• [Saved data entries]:
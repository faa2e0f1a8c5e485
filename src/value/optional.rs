//! The nullable accessor.

use chrono::{DateTime, FixedOffset, Utc};
use indexmap::IndexMap;
use serde_json::Value as JsonValue;

use super::{Alternative, Enumeration, Value};
use crate::error::{AssertionFailed, CantEncode, Error, TryIntoAssertion};
use crate::options::EncodeOptions;
use crate::path::JsonPath;
use crate::validation::Validator;
use crate::AssertionResult;

/// A JSON value that may be absent.
///
/// A missing field, an out of range index and an explicit `null` are all
/// absent. Operations on an absent value never fail: navigation yields
/// another absent value, terminals yield `Ok(None)` and callbacks are not
/// invoked. A present value delegates to [`Value`], so a present value of
/// the wrong shape fails exactly like the strict API would.
///
/// # Example
///
/// ```rust
/// use jsonprobe::Json;
///
/// let document = Json::parse(r#"{"user": {"nickname": null}}"#).unwrap();
/// let user = document.root().opt_field("user").unwrap();
///
/// assert_eq!(user.field("nickname").unwrap().string().unwrap(), None);
/// assert_eq!(user.field("address").unwrap().field("city").unwrap().pointer().to_string(), "$.user.address.city");
/// assert!(user.field("address").unwrap().field("city").unwrap().is_null());
/// ```
#[derive(Debug, Clone, PartialEq)]
pub struct OptionalValue<'a> {
    value: Option<Value<'a>>,
    pointer: JsonPath,
}

impl<'a> OptionalValue<'a> {
    pub(crate) fn new(value: Option<Value<'a>>, pointer: JsonPath) -> Self {
        Self {
            value: value.filter(|value| !value.is_null()),
            pointer,
        }
    }

    fn present<T, E>(
        &self,
        f: impl FnOnce(&Value<'a>) -> Result<T, E>,
    ) -> Result<Option<T>, E> {
        self.value.as_ref().map(f).transpose()
    }

    /// Where this value resides, or would reside if it were present.
    pub fn pointer(&self) -> &JsonPath {
        &self.pointer
    }

    /// The underlying node, if present.
    pub fn json(&self) -> Option<&'a JsonValue> {
        self.value.as_ref().map(Value::json)
    }

    /// The strict value, if present.
    pub fn value(&self) -> Option<&Value<'a>> {
        self.value.as_ref()
    }

    /// Returns the strict value, if present.
    pub fn into_value(self) -> Option<Value<'a>> {
        self.value
    }

    // Predicates

    /// Is this value absent or `null`?
    pub fn is_null(&self) -> bool {
        self.value.is_none()
    }

    /// Is this value a present object?
    pub fn is_object(&self) -> bool {
        self.value.as_ref().is_some_and(Value::is_object)
    }

    /// Is this value a present array?
    pub fn is_array(&self) -> bool {
        self.value.as_ref().is_some_and(Value::is_array)
    }

    /// Is this value a present number?
    pub fn is_number(&self) -> bool {
        self.value.as_ref().is_some_and(Value::is_number)
    }

    /// Is this value a present string?
    pub fn is_string(&self) -> bool {
        self.value.as_ref().is_some_and(Value::is_string)
    }

    /// Is this value a present boolean?
    pub fn is_bool(&self) -> bool {
        self.value.as_ref().is_some_and(Value::is_bool)
    }

    /// Is this value present and `true`?
    pub fn is_true(&self) -> bool {
        self.value.as_ref().is_some_and(Value::is_true)
    }

    /// Is this value present and `false`?
    pub fn is_false(&self) -> bool {
        self.value.as_ref().is_some_and(Value::is_false)
    }

    // Navigation

    /// Asserts this value is an object or absent, then returns the given
    /// field, absent if this value or the field is.
    pub fn field(&self, name: &str) -> AssertionResult<OptionalValue<'a>> {
        match &self.value {
            Some(value) => value.opt_field(name),
            None => Ok(OptionalValue::new(None, self.pointer.field(name))),
        }
    }

    /// Asserts this value is an array or absent, then returns the element at
    /// `n`, absent if this value or the element is.
    pub fn nth(&self, n: usize) -> AssertionResult<OptionalValue<'a>> {
        match &self.value {
            Some(value) => value.opt_nth(n),
            None => Ok(OptionalValue::new(None, self.pointer.index(n))),
        }
    }

    // Terminals

    /// See [`Value::int`].
    pub fn int(&self) -> AssertionResult<Option<i64>> {
        self.present(Value::int)
    }

    /// See [`Value::float`].
    pub fn float(&self) -> AssertionResult<Option<f64>> {
        self.present(Value::float)
    }

    /// See [`Value::string`].
    pub fn string(&self) -> AssertionResult<Option<&'a str>> {
        self.present(Value::string)
    }

    /// See [`Value::bool`].
    pub fn bool(&self) -> AssertionResult<Option<bool>> {
        self.present(Value::bool)
    }

    /// Asserts a present value is `true`.
    pub fn assert_true(&self) -> AssertionResult<Option<bool>> {
        self.present(Value::assert_true)
    }

    /// Asserts a present value is `false`.
    pub fn assert_false(&self) -> AssertionResult<Option<bool>> {
        self.present(Value::assert_false)
    }

    /// Asserts this value is `null` or absent. Since a present value is
    /// never `null`, this fails whenever one is present.
    pub fn null(&self) -> AssertionResult<()> {
        self.present(Value::null).map(|_| ())
    }

    /// See [`Value::date_time`].
    pub fn date_time(
        &self,
        format: &str,
        timezone: Option<FixedOffset>,
    ) -> AssertionResult<Option<DateTime<FixedOffset>>> {
        self.present(|value| value.date_time(format, timezone))
    }

    /// See [`Value::date`].
    pub fn date(&self, format: &str) -> AssertionResult<Option<DateTime<FixedOffset>>> {
        self.present(|value| value.date(format))
    }

    /// See [`Value::timestamp`].
    pub fn timestamp(&self) -> AssertionResult<Option<DateTime<Utc>>> {
        self.present(Value::timestamp)
    }

    /// See [`Value::base64`].
    pub fn base64(&self) -> AssertionResult<Option<Vec<u8>>> {
        self.present(Value::base64)
    }

    /// See [`Value::enumeration`].
    pub fn enumeration<T: Enumeration>(&self) -> Result<Option<T>, Error> {
        self.present(Value::enumeration::<T>)
    }

    // Iteration

    /// Maps over the elements of a present array. Absent yields `Ok(None)`,
    /// which is distinct from an empty array.
    pub fn array_map_with_index<T, E, F>(&self, f: F) -> Result<Option<Vec<T>>, E>
    where
        F: FnMut(usize, Value<'a>) -> Result<T, E>,
        E: From<AssertionFailed>,
    {
        self.present(|value| value.array_map_with_index(f))
    }

    /// Like [`OptionalValue::array_map_with_index`], without the index.
    pub fn array_map<T, E, F>(&self, f: F) -> Result<Option<Vec<T>>, E>
    where
        F: FnMut(Value<'a>) -> Result<T, E>,
        E: From<AssertionFailed>,
    {
        self.present(|value| value.array_map(f))
    }

    /// Maps over the members of a present object. Absent yields `Ok(None)`,
    /// which is distinct from an empty object.
    pub fn object_map_with_index<T, E, F>(&self, f: F) -> Result<Option<IndexMap<String, T>>, E>
    where
        F: FnMut(&'a str, Value<'a>) -> Result<T, E>,
        E: From<AssertionFailed>,
    {
        self.present(|value| value.object_map_with_index(f))
    }

    /// Like [`OptionalValue::object_map_with_index`], without the key.
    pub fn object_map<T, E, F>(&self, f: F) -> Result<Option<IndexMap<String, T>>, E>
    where
        F: FnMut(Value<'a>) -> Result<T, E>,
        E: From<AssertionFailed>,
    {
        self.present(|value| value.object_map(f))
    }

    // Combinators

    /// Applies `f` to a present value; `f` is not called when absent.
    pub fn apply<T, E, F>(&self, f: F) -> Result<Option<T>, E>
    where
        F: FnOnce(&Value<'a>) -> Result<T, E>,
    {
        self.present(f)
    }

    /// See [`Value::either`]. No alternative is tried when absent.
    pub fn either<T, E>(
        &self,
        first: Alternative<'_, 'a, T, E>,
        second: Alternative<'_, 'a, T, E>,
        more: &[Alternative<'_, 'a, T, E>],
    ) -> Result<Option<T>, E>
    where
        E: From<AssertionFailed> + TryIntoAssertion,
    {
        self.present(|value| value.either(first, second, more))
    }

    /// Runs a validator over a present value; absent values are not
    /// validated.
    pub fn validate<V>(&self, validator: &V) -> Result<&Self, Error>
    where
        V: Validator + ?Sized,
    {
        self.present(|value| value.validate(validator).map(|_| ()))?;
        Ok(self)
    }

    // Encoding

    /// Encodes a present value as JSON text, or returns `Ok(None)`.
    pub fn encode(&self, options: &EncodeOptions) -> Result<Option<String>, CantEncode> {
        self.present(|value| value.encode(options))
    }

    /// Encodes a present value as indented JSON text, or returns `Ok(None)`.
    pub fn pretty_print(&self) -> Result<Option<String>, CantEncode> {
        self.present(Value::pretty_print)
    }
}

const _: () = {
    const fn assert_send<T: Send>() {}
    const fn assert_sync<T: Sync>() {}
    assert_send::<OptionalValue<'static>>();
    assert_sync::<OptionalValue<'static>>();
};

#[cfg(test)]
mod tests {
    use super::{AssertionFailed, Value};
    use crate::json::Json;
    use serde_json::json;

    #[test]
    fn test_absent_keeps_extending_the_pointer() {
        let node = json!({});
        let absent = Json::view(&node)
            .opt_field("a")
            .unwrap()
            .nth(2)
            .unwrap()
            .field("b")
            .unwrap();

        assert!(absent.is_null());
        assert_eq!(absent.pointer().to_string(), "$.a[2].b");
    }

    #[test]
    fn test_present_wrong_shape_fails_like_strict() {
        let node = json!({"a": "text"});
        let present = Json::view(&node).opt_field("a").unwrap();

        assert_eq!(
            present.int().unwrap_err().to_string(),
            "Expected $.a to be a number, string given."
        );
        assert_eq!(
            present.field("b").unwrap_err().to_string(),
            "Expected $.a to be an object, string given."
        );
    }

    #[test]
    fn test_absent_map_is_not_empty_collection() {
        let node = json!({"empty": []});
        let root = Json::view(&node);

        let absent: Option<Vec<i64>> = root
            .opt_field("missing")
            .unwrap()
            .array_map(|v| v.int())
            .unwrap();
        let empty: Option<Vec<i64>> = root
            .opt_field("empty")
            .unwrap()
            .array_map(|v| v.int())
            .unwrap();

        assert_eq!(absent, None);
        assert_eq!(empty, Some(Vec::new()));
    }

    #[test]
    fn test_null_on_present_value_fails() {
        let node = json!([1]);
        let present = Json::view(&node).opt_nth(0).unwrap();

        assert_eq!(
            present.null().unwrap_err().to_string(),
            "Expected $[0] to be null, number given."
        );
    }

    #[test]
    fn test_validate_chains_on_present_and_absent() {
        fn positive(json: &Value<'_>) -> Result<(), AssertionFailed> {
            match json.int()? {
                n if n > 0 => Ok(()),
                _ => Err(AssertionFailed::new(format!("Expected {} to be positive.", json.pointer()))),
            }
        }

        let node = json!({"count": 3, "debt": -1});
        let root = Json::view(&node);

        let count = root.opt_field("count").unwrap();
        assert_eq!(count.validate(&positive).unwrap().int().unwrap(), Some(3));

        let missing = root.opt_field("missing").unwrap();
        assert!(missing.validate(&positive).unwrap().is_null());

        let debt = root.opt_field("debt").unwrap();
        assert_eq!(
            debt.validate(&positive).unwrap_err().to_string(),
            "Expected $.debt to be positive."
        );
    }
}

• [AIM OF THE EXERCISE]:
Copy all lines from the data that hold the word "usize".

• [ANSWER]:
    pub fn nth(&self, n: usize) -> AssertionResult<OptionalValue<'a>> {
        F: FnMut(usize, Value<'a>) -> Result<T, E>,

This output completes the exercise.